Attorney General Merrick Garland asked a U.S. lawyer to reconsider the case after the initial discovery, and House Republicans said they would also investigate.

Rep. James Comer, R-Ky., the new chairman of the House Oversight and Accountability Committee, sent a letter to the White House on Tuesday announcing that his panel would be investigating “Biden’s failure to return the vice president’s file — including highly classified documents.” .

“The committee is concerned that President Biden has compromised sources and methods through his mishandling of classified documents,” Comer wrote.

Biden said this week he was surprised to learn of the documents that were discovered in November but whose existence was only made public this week. He said he did not know what information they contained and said his team “did what they should have done” when they were found.

Miller, a former Justice Department spokesman who worked for Biden’s National Security Council last year, said it was unlikely such an episode would have made the news had it not been for Trump’s concurrent investigation.

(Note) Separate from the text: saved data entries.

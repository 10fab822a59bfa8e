//! IPC Message Types
//!
//! One request in, one response out, per task. Both sides of the channel are
//! separate address spaces, so the integrand crosses the wire as a selector
//! that each process resolves through its own dispatch table, never as a
//! function pointer.

use rkyv::{Archive, Deserialize as RkyvDeserialize, Serialize as RkyvSerialize};

/// Selector for one of the fixed set of integrands.
#[derive(
    Debug, Clone, Copy, PartialEq, Eq, Hash, Archive, RkyvSerialize, RkyvDeserialize,
)]
#[archive(check_bytes)]
#[archive_attr(derive(Debug))]
pub enum IntegrandId {
    /// f1(x) = cos(x)
    Cosine,
    /// f2(x) = x^2 + 2x + 1
    Quadratic,
    /// f3(x) = 3
    Constant,
    /// f4(x) = 10 - x
    Linear,
}

impl IntegrandId {
    /// All selectors, in report-column order.
    pub const ALL: [IntegrandId; 4] = [
        IntegrandId::Cosine,
        IntegrandId::Quadratic,
        IntegrandId::Constant,
        IntegrandId::Linear,
    ];

    /// Short column label used in the CSV tables.
    pub fn label(self) -> &'static str {
        match self {
            IntegrandId::Cosine => "f1",
            IntegrandId::Quadratic => "f2",
            IntegrandId::Constant => "f3",
            IntegrandId::Linear => "f4",
        }
    }

    /// Human-readable formula, for logs.
    pub fn formula(self) -> &'static str {
        match self {
            IntegrandId::Cosine => "cos(x)",
            IntegrandId::Quadratic => "x^2 + 2x + 1",
            IntegrandId::Constant => "3",
            IntegrandId::Linear => "10 - x",
        }
    }
}

/// Request message: coordinator -> worker, consumed by exactly one worker.
#[derive(Debug, Clone, Copy, PartialEq, Archive, RkyvSerialize, RkyvDeserialize)]
#[archive(check_bytes)]
pub struct TaskRequest {
    /// Dense task id in `0..N_TASKS`.
    pub task_id: u32,
    /// Lower integration bound.
    pub domain_min: f64,
    /// Upper integration bound (strictly greater than `domain_min` for any
    /// well-formed request).
    pub domain_max: f64,
    /// Which integrand to evaluate.
    pub integrand: IntegrandId,
}

impl TaskRequest {
    /// A request is well-formed when its integration range is non-empty.
    /// The task catalog guarantees this by construction; workers treat a
    /// malformed request as a no-op poll.
    pub fn is_well_formed(&self) -> bool {
        self.domain_min < self.domain_max
    }
}

/// Response message: worker -> coordinator, one per completed task.
#[derive(Debug, Clone, Copy, PartialEq, Archive, RkyvSerialize, RkyvDeserialize)]
#[archive(check_bytes)]
pub struct TaskResponse {
    /// Id of the task this result belongs to.
    pub task_id: u32,
    /// Monte Carlo estimate of the definite integral.
    pub result: f64,
    /// Wall-clock time spent inside the estimator, in nanoseconds.
    pub compute_time_ns: u64,
}

impl TaskResponse {
    /// Compute time as fractional seconds, for aggregation and reporting.
    pub fn compute_time_secs(&self) -> f64 {
        self.compute_time_ns as f64 / 1e9
    }
}

#[cfg(test)]
mod tests {
    use super::*;

    #[test]
    fn labels_follow_column_order() {
        let labels: Vec<&str> = IntegrandId::ALL.iter().map(|id| id.label()).collect();
        assert_eq!(labels, ["f1", "f2", "f3", "f4"]);
    }

    #[test]
    fn well_formedness_requires_nonempty_range() {
        let mut req = TaskRequest {
            task_id: 0,
            domain_min: 0.0,
            domain_max: 1.0,
            integrand: IntegrandId::Cosine,
        };
        assert!(req.is_well_formed());

        req.domain_max = 0.0;
        assert!(!req.is_well_formed());

        req.domain_max = -1.0;
        assert!(!req.is_well_formed());
    }

    #[test]
    fn compute_time_converts_to_seconds() {
        let resp = TaskResponse {
            task_id: 7,
            result: 3.0,
            compute_time_ns: 1_500_000_000,
        };
        assert!((resp.compute_time_secs() - 1.5).abs() < 1e-12);
    }
}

“The Biden Penn Center would return these things, they would go to the Archives and that would be the end of it,” he said.

Miller said the situation was reminiscent of “the government is classifying too many documents.”

“There is no good process for declassifying them,” he said. “And when you create this structure, you unnecessarily expand the universe of secret documents that can be inadvertently misused.”

This is not a new problem, and it is a concern shared even by Biden’s top intelligence adviser, Avril Haines. In a letter to senators last year, Haines said there were “deficiencies in the current classification system”, calling it “a fundamentally important issue that we need to address.”

However, Miller said, “no one has come up with a good answer to this problem.”